Collected data entries
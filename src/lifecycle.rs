// Raffle Entitlement Engine - Lifecycle Resolution
use solana_program::clock::UnixTimestamp;

use crate::error::RaffleError;
use crate::state::RaffleSnapshot;
use crate::utils::{format_duration, format_time};

/// Status code as stored by the raffle contract
#[derive(Clone, Copy, Debug, PartialEq, Eq, Hash)]
pub enum RaffleStatus {
    /// Created, waiting for activation
    Pending,
    /// Ticket sale open
    Active,
    /// Sale closed, waiting for a draw request
    Ended,
    /// Randomness requested, winners not yet selected
    Drawing,
    /// Winners selected
    Completed,
    Deleted,
    ActivationFailed,
    AllPrizesClaimed,
    /// Closed without enough participation
    Unengaged,
}

impl TryFrom<u8> for RaffleStatus {
    type Error = RaffleError;

    fn try_from(val: u8) -> Result<Self, Self::Error> {
        match val {
            0 => Ok(RaffleStatus::Pending),
            1 => Ok(RaffleStatus::Active),
            2 => Ok(RaffleStatus::Ended),
            3 => Ok(RaffleStatus::Drawing),
            4 => Ok(RaffleStatus::Completed),
            5 => Ok(RaffleStatus::Deleted),
            6 => Ok(RaffleStatus::ActivationFailed),
            7 => Ok(RaffleStatus::AllPrizesClaimed),
            8 => Ok(RaffleStatus::Unengaged),
            other => Err(RaffleError::UnknownStatus(other)),
        }
    }
}

impl From<RaffleStatus> for u8 {
    fn from(status: RaffleStatus) -> Self {
        match status {
            RaffleStatus::Pending => 0,
            RaffleStatus::Active => 1,
            RaffleStatus::Ended => 2,
            RaffleStatus::Drawing => 3,
            RaffleStatus::Completed => 4,
            RaffleStatus::Deleted => 5,
            RaffleStatus::ActivationFailed => 6,
            RaffleStatus::AllPrizesClaimed => 7,
            RaffleStatus::Unengaged => 8,
        }
    }
}

impl RaffleStatus {
    /// Dashboard label for a raw status
    pub fn label(&self) -> &'static str {
        match self {
            RaffleStatus::Pending => "Pending",
            RaffleStatus::Active => "Active",
            RaffleStatus::Ended => "Ended",
            RaffleStatus::Drawing => "Drawing",
            RaffleStatus::Completed => "Completed",
            RaffleStatus::Deleted => "Deleted",
            RaffleStatus::ActivationFailed => "Activation Failed",
            RaffleStatus::AllPrizesClaimed => "All Prizes Claimed",
            RaffleStatus::Unengaged => "Unengaged",
        }
    }

    /// Still open administratively, so the time overlay applies
    pub fn is_open(&self) -> bool {
        matches!(self, RaffleStatus::Pending | RaffleStatus::Active)
    }
}

/// Label for a raw code, `Unknown` when unrecognized
pub fn status_label(code: u8) -> &'static str {
    RaffleStatus::try_from(code)
        .map(|status| status.label())
        .unwrap_or("Unknown")
}

/// Canonical phase: raw status reconciled with the sale window
#[derive(Clone, Copy, Debug, PartialEq, Eq, Hash)]
pub enum LifecyclePhase {
    Pending,
    Active,
    /// Raw status still Pending/Active but the sale window has elapsed
    EndedByTime,
    Ended,
    Drawing,
    Completed,
    AllPrizesClaimed,
    Deleted,
    ActivationFailed,
    Unengaged,
    Unknown,
}

impl LifecyclePhase {
    /// Absorbing phases; no time overlay ever applies to them
    pub fn is_terminal(&self) -> bool {
        matches!(
            self,
            LifecyclePhase::Completed
                | LifecyclePhase::AllPrizesClaimed
                | LifecyclePhase::Deleted
                | LifecyclePhase::ActivationFailed
                | LifecyclePhase::Unengaged
        )
    }

    /// Winners are known and claims are open
    pub fn is_completed(&self) -> bool {
        matches!(
            self,
            LifecyclePhase::Completed | LifecyclePhase::AllPrizesClaimed
        )
    }
}

impl From<RaffleStatus> for LifecyclePhase {
    fn from(status: RaffleStatus) -> Self {
        match status {
            RaffleStatus::Pending => LifecyclePhase::Pending,
            RaffleStatus::Active => LifecyclePhase::Active,
            RaffleStatus::Ended => LifecyclePhase::Ended,
            RaffleStatus::Drawing => LifecyclePhase::Drawing,
            RaffleStatus::Completed => LifecyclePhase::Completed,
            RaffleStatus::Deleted => LifecyclePhase::Deleted,
            RaffleStatus::ActivationFailed => LifecyclePhase::ActivationFailed,
            RaffleStatus::AllPrizesClaimed => LifecyclePhase::AllPrizesClaimed,
            RaffleStatus::Unengaged => LifecyclePhase::Unengaged,
        }
    }
}

/// Resolve the canonical phase of `snapshot` at `now`.
///
/// The contract only leaves Active when someone calls "end", so an open raw
/// status whose window has elapsed is reported as `EndedByTime`. The raw code
/// itself is left untouched in the snapshot.
pub fn resolve(snapshot: &RaffleSnapshot, now: UnixTimestamp) -> LifecyclePhase {
    let status = match RaffleStatus::try_from(snapshot.status_code) {
        Ok(status) => status,
        Err(_) => return LifecyclePhase::Unknown,
    };

    if status.is_open() && snapshot.has_elapsed(now) {
        return LifecyclePhase::EndedByTime;
    }

    LifecyclePhase::from(status)
}

#[derive(Clone, Copy, Debug, PartialEq, Eq)]
pub enum CountdownLabel {
    StartsIn,
    EndsIn,
    Duration,
}

impl CountdownLabel {
    pub fn as_str(&self) -> &'static str {
        match self {
            CountdownLabel::StartsIn => "Starts In",
            CountdownLabel::EndsIn => "Ends In",
            CountdownLabel::Duration => "Duration",
        }
    }
}

/// Timer shown next to a raffle
#[derive(Clone, Debug, PartialEq, Eq)]
pub struct Countdown {
    pub label: CountdownLabel,
    /// Seconds remaining (or the full duration once the sale is over)
    pub seconds: u64,
    pub text: String,
}

/// Timer for `snapshot` at `now`.
///
/// Once the contract has moved past the sale (Ended or later, or an unknown
/// code) the full duration is shown instead of a countdown.
pub fn countdown(snapshot: &RaffleSnapshot, now: UnixTimestamp) -> Countdown {
    let open = RaffleStatus::try_from(snapshot.status_code)
        .map(|status| status.is_open())
        .unwrap_or(false);

    if !open {
        return Countdown {
            label: CountdownLabel::Duration,
            seconds: snapshot.duration,
            text: format_duration(snapshot.duration),
        };
    }

    let (label, remaining) = if now < snapshot.start_time {
        (CountdownLabel::StartsIn, snapshot.start_time.saturating_sub(now))
    } else {
        (CountdownLabel::EndsIn, snapshot.end_time().saturating_sub(now))
    };

    let seconds = u64::try_from(remaining).unwrap_or(0);
    let text = if seconds > 0 {
        format_time(seconds)
    } else {
        "Ended".to_string()
    };

    Countdown {
        label,
        seconds,
        text,
    }
}
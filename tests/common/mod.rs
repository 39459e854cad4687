#![allow(dead_code)]

use std::collections::{HashMap, HashSet};
use std::future::{ready, Future};
use std::sync::{Arc, Mutex};

use raffle_entitlements::{
    error::{QueryError, QueryResult, WriteFailure},
    instruction::RaffleInstruction,
    query::{RaffleQuery, RaffleWriter, Receipt},
    state::RaffleSnapshot,
    utils::TokenAmount,
};
use solana_program::{clock::UnixTimestamp, pubkey::Pubkey};

#[derive(Default)]
pub struct ChainState {
    pub raffles: HashMap<Pubkey, RaffleSnapshot>,
    pub winner_slots: HashMap<Pubkey, Vec<Pubkey>>,
    pub wins: HashMap<(Pubkey, Pubkey), u64>,
    pub claimed: HashMap<(Pubkey, Pubkey), bool>,
    pub tickets: HashMap<(Pubkey, Pubkey), u64>,
    pub refundable: HashMap<(Pubkey, Pubkey), TokenAmount>,
    pub allowances: HashMap<(Pubkey, Pubkey, Pubkey), TokenAmount>,
    pub token_approvals: HashMap<(Pubkey, u128), Pubkey>,
    pub operator_approvals: HashSet<(Pubkey, Pubkey, Pubkey)>,
    pub native_balances: HashMap<Pubkey, TokenAmount>,
    pub fungible_balances: HashMap<(Pubkey, Pubkey), TokenAmount>,
    pub owners: HashMap<(Pubkey, u128), Pubkey>,
    pub multi_unit_balances: HashMap<(Pubkey, Pubkey, u128), u64>,
    pub symbols: HashMap<Pubkey, String>,
    /// Read names that fail with a revert
    pub failing_reads: HashSet<&'static str>,
    /// (read name, holder) pairs that fail
    pub failing_holders: HashSet<(&'static str, Pubkey)>,
    pub read_counts: HashMap<&'static str, u64>,
    pub submitted: Vec<(Pubkey, RaffleInstruction)>,
    /// Next write fails with this
    pub write_failure: Option<WriteFailure>,
    /// Whether successful writes change chain state
    pub apply_writes: bool,
}

/// Engine log output, captured while the guard from `install` is alive
#[derive(Clone, Default)]
pub struct CapturedLogs(Arc<Mutex<Vec<u8>>>);

impl CapturedLogs {
    pub fn install() -> (Self, tracing::subscriber::DefaultGuard) {
        let logs = CapturedLogs::default();
        let writer = logs.clone();
        let subscriber = tracing_subscriber::fmt()
            .with_writer(move || writer.clone())
            .with_ansi(false)
            .with_max_level(tracing::Level::DEBUG)
            .finish();
        (logs, tracing::subscriber::set_default(subscriber))
    }

    pub fn contents(&self) -> String {
        String::from_utf8_lossy(&self.0.lock().unwrap()).into_owned()
    }
}

impl std::io::Write for CapturedLogs {
    fn write(&mut self, buf: &[u8]) -> std::io::Result<usize> {
        self.0.lock().unwrap().extend_from_slice(buf);
        Ok(buf.len())
    }

    fn flush(&mut self) -> std::io::Result<()> {
        Ok(())
    }
}

/// In-memory stand-in for the raffle and token contracts
#[derive(Default)]
pub struct MockChain {
    pub state: Mutex<ChainState>,
}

- What you have to do -
Return each line from the data where the string "shown" can be found.

- Problem solution -
/// Timer shown next to a raffle
/// code) the full duration is shown instead of a countdown.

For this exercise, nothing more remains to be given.